Since folio read and lock are already supporting larger folios, this
part needs only minor changes.
- Redirty the target range of the folio
This is already done in a way supporting larger folios.
So it's pretty straightforward to enable larger folios for defrag:
- Do not reject larger folios for experimental builds
This affects the larger folio check inside defrag_prepare_one_folio().
- Wait for ordered extents of the whole folio in
defrag_prepare_one_folio()
- Lock the whole extent range for all involved folios in
defrag_one_range()
- Allow the folios[] array to be partially empty
Since we can have larger folios, folios[] will not always be full.
This affects:
* How to allocate folios in defrag_one_range()

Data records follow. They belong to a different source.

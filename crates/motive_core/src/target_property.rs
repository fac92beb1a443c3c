//! Animatable properties of an element

use serde::{Deserialize, Serialize};

/// Kind of value a property carries
#[derive(Clone, Copy, Debug, PartialEq, Eq, Hash)]
pub enum ValueKind {
    Float,
    Color,
    Transform,
    Filter,
    ScrollOffset,
    Size,
    Boolean,
}

/// An animatable attribute of an element
#[derive(Clone, Copy, Debug, PartialEq, Eq, Hash, PartialOrd, Ord, Serialize, Deserialize)]
#[serde(rename_all = "snake_case")]
pub enum TargetProperty {
    Transform,
    Opacity,
    Filter,
    ScrollOffset,
    BackgroundColor,
    Bounds,
    Visibility,
}

impl TargetProperty {
    pub const ALL: [TargetProperty; 7] = [
        TargetProperty::Transform,
        TargetProperty::Opacity,
        TargetProperty::Filter,
        TargetProperty::ScrollOffset,
        TargetProperty::BackgroundColor,
        TargetProperty::Bounds,
        TargetProperty::Visibility,
    ];

    /// Position in [`TargetProperty::ALL`], also the bit index in [`TargetProperties`]
    pub const fn index(self) -> usize {
        self as usize
    }

    pub const fn name(self) -> &'static str {
        match self {
            TargetProperty::Transform => "transform",
            TargetProperty::Opacity => "opacity",
            TargetProperty::Filter => "filter",
            TargetProperty::ScrollOffset => "scroll_offset",
            TargetProperty::BackgroundColor => "background_color",
            TargetProperty::Bounds => "bounds",
            TargetProperty::Visibility => "visibility",
        }
    }

    /// The value kind a curve for this property must produce
    pub const fn value_kind(self) -> ValueKind {
        match self {
            TargetProperty::Transform => ValueKind::Transform,
            TargetProperty::Opacity => ValueKind::Float,
            TargetProperty::Filter => ValueKind::Filter,
            TargetProperty::ScrollOffset => ValueKind::ScrollOffset,
            TargetProperty::BackgroundColor => ValueKind::Color,
            TargetProperty::Bounds => ValueKind::Size,
            TargetProperty::Visibility => ValueKind::Boolean,
        }
    }
}

impl std::fmt::Display for TargetProperty {
    fn fmt(&self, f: &mut std::fmt::Formatter<'_>) -> std::fmt::Result {
        f.write_str(self.name())
    }
}

/// A set of target properties
#[derive(Clone, Copy, Debug, Default, PartialEq, Eq, Hash)]
pub struct TargetProperties(u32);

impl TargetProperties {
    pub const fn empty() -> Self {
        Self(0)
    }

    pub fn all() -> Self {
        TargetProperty::ALL.iter().copied().collect()
    }

    pub fn insert(&mut self, property: TargetProperty) {
        self.0 |= 1 << property.index();
    }

    pub fn remove(&mut self, property: TargetProperty) {
        self.0 &= !(1 << property.index());
    }

    pub fn contains(&self, property: TargetProperty) -> bool {
        self.0 & (1 << property.index()) != 0
    }

    pub fn union(self, other: TargetProperties) -> TargetProperties {
        Self(self.0 | other.0)
    }

    /// Properties in exactly one of the two sets
    pub fn symmetric_difference(self, other: TargetProperties) -> TargetProperties {
        Self(self.0 ^ other.0)
    }

    pub fn intersects(&self, other: TargetProperties) -> bool {
        self.0 & other.0 != 0
    }

    pub fn is_empty(&self) -> bool {
        self.0 == 0
    }

    pub fn iter(&self) -> impl Iterator<Item = TargetProperty> + '_ {
        TargetProperty::ALL
            .iter()
            .copied()
            .filter(move |p| self.contains(*p))
    }
}

impl FromIterator<TargetProperty> for TargetProperties {
    fn from_iter<I: IntoIterator<Item = TargetProperty>>(iter: I) -> Self {
        let mut set = TargetProperties::empty();
        for property in iter {
            set.insert(property);
        }
        set
    }
}

#[cfg(test)]
mod tests {
    use super::*;

    #[test]
    fn test_index_matches_all_order() {
        for (i, property) in TargetProperty::ALL.iter().enumerate() {
            assert_eq!(property.index(), i);
        }
    }

    #[test]
    fn test_set_operations() {
        let mut set = TargetProperties::empty();
        assert!(set.is_empty());

        set.insert(TargetProperty::Opacity);
        set.insert(TargetProperty::Filter);
        assert!(set.contains(TargetProperty::Opacity));
        assert!(!set.contains(TargetProperty::Transform));

        set.remove(TargetProperty::Opacity);
        assert_eq!(set.iter().collect::<Vec<_>>(), vec![TargetProperty::Filter]);

        let other: TargetProperties = [TargetProperty::Transform].into_iter().collect();
        assert!(!set.intersects(other));
        assert!(set.union(other).contains(TargetProperty::Transform));
        assert_eq!(TargetProperties::all().iter().count(), 7);
    }

    #[test]
    fn test_value_kinds() {
        assert_eq!(TargetProperty::Opacity.value_kind(), ValueKind::Float);
        assert_eq!(TargetProperty::Bounds.value_kind(), ValueKind::Size);
        assert_eq!(TargetProperty::ScrollOffset.to_string(), "scroll_offset");
    }
}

Now we can not use page index, but use the end position of the folio
as an iterator.
* How to free the folios[] array
If we hit an empty slot, it means we have larger folios and already
hit the end of the array.
* How to mark the range dirty
Instead of use page index directly, we have to go through each
folio.
Signed-off-by: Qu Wenruo <wqu@suse.com>
---
fs/btrfs/defrag.c | 72 +++++++++++++++++++++++++++--------------------
1 file changed, 42 insertions(+), 30 deletions(-)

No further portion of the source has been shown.